“Di Lea Garofalo sono rimaste le sue idee, la sua forza e il suo coraggio: difficili da cancellare e da distruggere. Non esistono acidi o altre sostanze alla distruzione delle idee. Quelle restano e fanno male assai, soprattutto ai vigliacchi”.
Questa è una delle frasi più emblematiche del saggio Una fimmina calabrese di Paolo De Chiara, ancor di più rappresenta la figura di Lea Garofalo, uccisa dall’ex compagno Carlo Cosco a 36 anni a Milano. Lea ha trascorso la vita tentando di liberarsi dal morbo della mafia per non sentirsi attanagliata dalle sue catene dimostrando che lei era diversa dalla società criminale che l’ha circondata sin dalla nascita avvenuta vicino Petilia Policastro a Pagliarelle nel 1974.
Quando inizia a crescere, Lea si innamora di Carlo Cosco che in mente ha solo la sua ascesa al potere mafioso. Difatti dopo la prima “fuitina” d’amore e l’essersi trasferiti insieme a Milano lui inizia a mostrarsi violento nei suoi confronti, ma hanno una figlia di nome Denise che Lea ama alla follia. Nello stesso periodo Lea si rende conto che non vuole partecipare agli affari loschi del compagno né della sua famiglia, inizia a ribellarsi, non è mai stata una donna a cui andava bene sentirsi dire ciò che fare. Si scontra con molte figure della famiglia, anche donne che si sentono forti poichè parte attiva della piramide mafiosa, dalla quale sono semplicemente sfruttate.
Per proteggere la figlia e provare a darle una vita migliore decise di entrare nel programma di protezione, ciò durò per 7 anni finchè Lea non riusciva più a vivere nascosta e decide di incontrare Carlo Cosco per decidere del futuro scolastico di Denise. Subisce tentativi di attentati e rapimenti che poi sfociano nel suo rapimento, tortura ed uccisione il 24 novembre del 2009.
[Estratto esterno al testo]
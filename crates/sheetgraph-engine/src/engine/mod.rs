//! Formula scanning API.
//!
//! This module provides the pattern-based formula analysis used to build the
//! dependency graph:
//!
//! - [`CellRef`] - Cell reference parsing (A1 notation ↔ row/col indices)
//! - [`extract_references`] - Find cell and range references in a formula
//! - [`expand_range`] - Enumerate the cells a range covers
//! - [`function_calls`] - Find function-call tokens for usage statistics
//! - [`qualify`], [`sanitize_sheet_name`] - Resolve references to their sheet

mod cell_ref;
mod functions;
mod range;
mod refs;
mod sheet;

pub use cell_ref::CellRef;
pub use functions::function_calls;
pub use range::{MAX_COLUMNS, MAX_ROWS, RangeBounds, RangeError, expand_range, parse_range};
pub use refs::{ExtractedRefs, extract_references};
pub use sheet::{qualify, resolving_sheet, sanitize_sheet_name, split_sheet};
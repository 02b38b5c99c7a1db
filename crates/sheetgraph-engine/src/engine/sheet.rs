//! Sheet scoping for references.
//!
//! References written without a sheet prefix belong to the sheet holding the
//! formula. Graph keys are always fully qualified (`Sheet!A1`) so that cells on
//! different sheets never collide.

/// Remove the single quotes a reference uses around sheet names with spaces
/// or punctuation. They are reference syntax, not part of the sheet name.
pub fn sanitize_sheet_name(sheet: &str) -> String {
    sheet.replace('\'', "")
}

/// Split `Sheet!A1` into `(Some("Sheet"), "A1")`; `A1` gives `(None, "A1")`.
///
/// The split happens at the last `!` since cell and range parts never
/// contain one.
pub fn split_sheet(reference: &str) -> (Option<&str>, &str) {
    match reference.rsplit_once('!') {
        Some((sheet, local)) => (Some(sheet), local),
        None => (None, reference),
    }
}

/// Qualify a cell or range reference with `sheet` unless it already names one.
/// Quotes around an explicit sheet name are dropped.
pub fn qualify(reference: &str, sheet: &str) -> String {
    match split_sheet(reference) {
        (Some(own), local) => format!("{}!{}", sanitize_sheet_name(own), local),
        (None, local) => format!("{}!{}", sheet, local),
    }
}

/// The sheet a reference resolves to: its own prefix, or `default` if it has none.
pub fn resolving_sheet(reference: &str, default: &str) -> String {
    match split_sheet(reference) {
        (Some(own), _) => sanitize_sheet_name(own),
        (None, _) => default.to_string(),
    }
}

#[cfg(test)]
mod tests {
    use super::*;

    #[test]
    fn test_split_sheet() {
        assert_eq!(split_sheet("Sheet2!A1"), (Some("Sheet2"), "A1"));
        assert_eq!(split_sheet("'My Sheet'!A1:B2"), (Some("'My Sheet'"), "A1:B2"));
        assert_eq!(split_sheet("A1"), (None, "A1"));
    }

    #[test]
    fn test_qualify_defaults_to_current_sheet() {
        assert_eq!(qualify("A1", "Sheet1"), "Sheet1!A1");
        assert_eq!(qualify("A1:A3", "Sheet1"), "Sheet1!A1:A3");
    }

    #[test]
    fn test_qualify_keeps_explicit_sheet_without_quotes() {
        assert_eq!(qualify("Sheet2!B4", "Sheet1"), "Sheet2!B4");
        assert_eq!(qualify("'My Sheet'!B4", "Sheet1"), "My Sheet!B4");
    }

    #[test]
    fn test_resolving_sheet() {
        assert_eq!(resolving_sheet("'Q1 Data'!A1:A9", "Main"), "Q1 Data");
        assert_eq!(resolving_sheet("A1", "Main"), "Main");
    }

    #[test]
    fn test_sanitize_sheet_name() {
        assert_eq!(sanitize_sheet_name("'Budget 2024'"), "Budget 2024");
        assert_eq!(sanitize_sheet_name("Plain"), "Plain");
    }
}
Quella di Lea Garofalo non è una storia isolata, il saggio è un inno a tutte le Fimmine, donne forti e coraggiose che sono state vittime di mafia e che soprattutto anche nel loro piccolo si sono ribellate nonostante fossero immerse ed abbandonate in un ambiente criminale. Infatti è presente un’ampia sfumatura di protesta sociale riguardante le realtà mafiose diramate non solo in Calabria ma anche al nord, il caso di Lea si è spostato in tutta Italia, è uno dei primi casi di lupara bianca urbana, avvenuta a pochi passi dall’ Arco della Pace a Milano.
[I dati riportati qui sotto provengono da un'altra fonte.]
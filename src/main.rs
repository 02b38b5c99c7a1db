//! Sheetgraph - Cell dependency graphs for spreadsheet workbooks

mod style_paths;

use std::fs::File;
use std::io::BufWriter;
use std::io::Write;
use std::path::{Path, PathBuf};

use anyhow::Context;
use clap::{Parser, ValueEnum};
use sheetgraph_core::render::{DotOptions, Layout, StyleConfig, write_dot};
use sheetgraph_core::{BuildOptions, SheetGraphError, Summary, build_graph_from_path};
use tracing::info;

#[derive(Parser)]
#[command(name = "sheetgraph")]
#[command(about = "Build and summarize the cell dependency graph of a workbook")]
#[command(version)]
struct Cli {
    /// Workbook to scan (.xlsx, .xlsm, .xlsb, .xls, .ods, .csv or .wbt)
    path: PathBuf,

    /// Enable verbose logging
    #[arg(short, long)]
    verbose: bool,

    /// Drop cells that have no dependencies either way
    #[arg(long)]
    remove_unconnected: bool,

    /// Number of highest-degree nodes to list
    #[arg(long, default_value_t = 10)]
    top: usize,

    /// Summary output format
    #[arg(long, value_enum, default_value_t = OutputFormat::Text)]
    format: OutputFormat,

    /// Print the summary only
    #[arg(long)]
    no_visualize: bool,

    /// Keep edge direction in the exported graph
    #[arg(long)]
    as_directed_graph: bool,

    /// Leave the sheet legend out of the exported graph
    #[arg(long)]
    hide_legends: bool,

    /// Node layout used when drawing
    #[arg(long, value_enum, default_value_t = LayoutArg::Spring)]
    layout: LayoutArg,

    /// Style override file (JSON, or TOML by extension)
    #[arg(long)]
    config: Option<PathBuf>,

    /// Where to write the graph (default: <PATH>_dependency_graph.dot)
    #[arg(long)]
    output_path: Option<PathBuf>,
}

#[derive(Clone, Copy, ValueEnum)]
enum OutputFormat {
    Text,
    Json,
}

#[derive(Clone, Copy, ValueEnum)]
enum LayoutArg {
    Spring,
    KamadaKawai,
    Circular,
}

impl From<LayoutArg> for Layout {
    fn from(arg: LayoutArg) -> Layout {
        match arg {
            LayoutArg::Spring => Layout::Spring,
            LayoutArg::KamadaKawai => Layout::KamadaKawai,
            LayoutArg::Circular => Layout::Circular,
        }
    }
}

fn default_output_path(input: &Path) -> PathBuf {
    PathBuf::from(format!("{}_dependency_graph.dot", input.display()))
}

fn run(cli: &Cli) -> anyhow::Result<()> {
    let options = BuildOptions {
        remove_unconnected: cli.remove_unconnected,
        trace_references: cli.verbose,
    };
    let (graph, stats) = build_graph_from_path(&cli.path, &options)
        .with_context(|| format!("Failed to load {}", cli.path.display()))?;

    let summary = Summary::from_graph(&graph, &stats, cli.top);
    match cli.format {
        OutputFormat::Text => print!("{}", summary),
        OutputFormat::Json => println!(
            "{}",
            summary.to_json().context("Failed to serialize summary")?
        ),
    }

    if cli.no_visualize {
        info!("skipping visualization");
        return Ok(());
    }

    let style_path = style_paths::style_override_path(cli.config.as_deref());
    let style = StyleConfig::resolve(graph.node_count(), style_path.as_deref());
    let dot_options = DotOptions {
        directed: cli.as_directed_graph,
        show_legend: !cli.hide_legends,
        layout: cli.layout.into(),
        ..DotOptions::default()
    };

    let output_path = cli
        .output_path
        .clone()
        .unwrap_or_else(|| default_output_path(&cli.path));
    let file = File::create(&output_path)
        .with_context(|| format!("Failed to create {}", output_path.display()))?;
    let mut writer = BufWriter::new(file);
    write_dot(&graph, &style, &dot_options, &mut writer)
        .and_then(|_| writer.flush())
        .with_context(|| format!("Failed to write {}", output_path.display()))?;

    println!("Dependency graph saved to {}", output_path.display());
    Ok(())
}

fn main() {
    let cli = Cli::parse();

    let filter = if cli.verbose {
        tracing_subscriber::EnvFilter::from_default_env()
            .add_directive(tracing::Level::DEBUG.into())
    } else {
        tracing_subscriber::EnvFilter::from_default_env().add_directive(tracing::Level::WARN.into())
    };

    tracing_subscriber::fmt()
        .with_env_filter(filter)
        .with_target(false)
        .with_writer(std::io::stderr)
        .init();

    if let Err(err) = run(&cli) {
        match err.downcast_ref::<SheetGraphError>() {
            Some(not_found @ SheetGraphError::FileNotFound(_)) => eprintln!("{}", not_found),
            _ => eprintln!("Error: {:#}", err),
        }
        std::process::exit(1);
    }
}

#[cfg(test)]
mod tests {
    use super::*;

    #[test]
    fn test_default_output_path_appends_suffix() {
        assert_eq!(
            default_output_path(Path::new("book.xlsx")),
            PathBuf::from("book.xlsx_dependency_graph.dot")
        );
    }

    #[test]
    fn test_cli_flags() {
        let cli = Cli::try_parse_from([
            "sheetgraph",
            "book.xlsx",
            "--remove-unconnected",
            "--top",
            "3",
            "--layout",
            "kamada-kawai",
            "--format",
            "json",
        ])
        .unwrap();
        assert!(cli.remove_unconnected);
        assert_eq!(cli.top, 3);
        assert_eq!(Layout::from(cli.layout), Layout::KamadaKawai);
        assert!(matches!(cli.format, OutputFormat::Json));
        assert!(!cli.no_visualize);
    }

    #[test]
    fn test_path_is_required() {
        assert!(Cli::try_parse_from(["sheetgraph"]).is_err());
    }
}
Ma è anche una protesta nei confronti delle istituzioni che non hanno reso giustizia a Lea come a tante altre donne, lei infatti non venne mai accreditata in vita per le sue parole e la loro veridicità, venne creduta solo dopo la sua atroce morte, ne è testimone anche la lettera indirizzata al presidente della repubblica che sembra essere un grido di aiuto. Il fatto di essere una vittima, testimone di giustizia e non pentita mafiosa le rende ancora più onore, però paradossalmente la rende anche più fragile agli occhi delle Istituzioni.
Alla fine la vera forza motrice che permette che giustizia sia veramente compiuta è Denis un’altra Fimmina che segue i passi della mamma che aveva tanto lottato per lei e che combatte durante i processi e testimonia contro il padre rappresentando il grande di momento di rottura del “sacro legame familiare” e “l’onore” leso dei Cosco.
In questa maniera le storie di donne come Denis e Lea sono simbolo che la lotta alle mafie parte anche e soprattutto da donne coraggiose e ribelli desiderose di giustizia.
Recensione di “Una fimmina calabrese” (di Paolo De Chiara) scritta da Elisabetta La Gamba

Nella foto in alto: Alexandra Guerrera, classe III A autrice della lirica su Lea Garofalo, accanto alla prof.ssa Titti Preta, Elisabetta La Gamba, classe VD, autrice della recensione e Nicole Campisi classe III E
Lea
In una terra dove il silenzio pesa
più della colpa e più di ogni difesa,
Lea scelse il rischio della verità
contro la legge dell’omertà.
Per dare un futuro a chi portava accanto
affrontò la paura e il duro pianto.
La vita spenta non spegne la sua voce:
resta il coraggio, limpido e feroce.
Cambiò città e identità con dolore,
ma non piegò mai il suo cuore al timore.
Sola e determinata sfidò ogni inganno,
e mostrò la forza di chi non ha compromesso alcun danno.
Oggi il suo nome risuona e non muore,
simbolo di speranza, giustizia e amore.
Lea resta viva in chi osa l’onestà,
un faro che guida chi cerca la verità.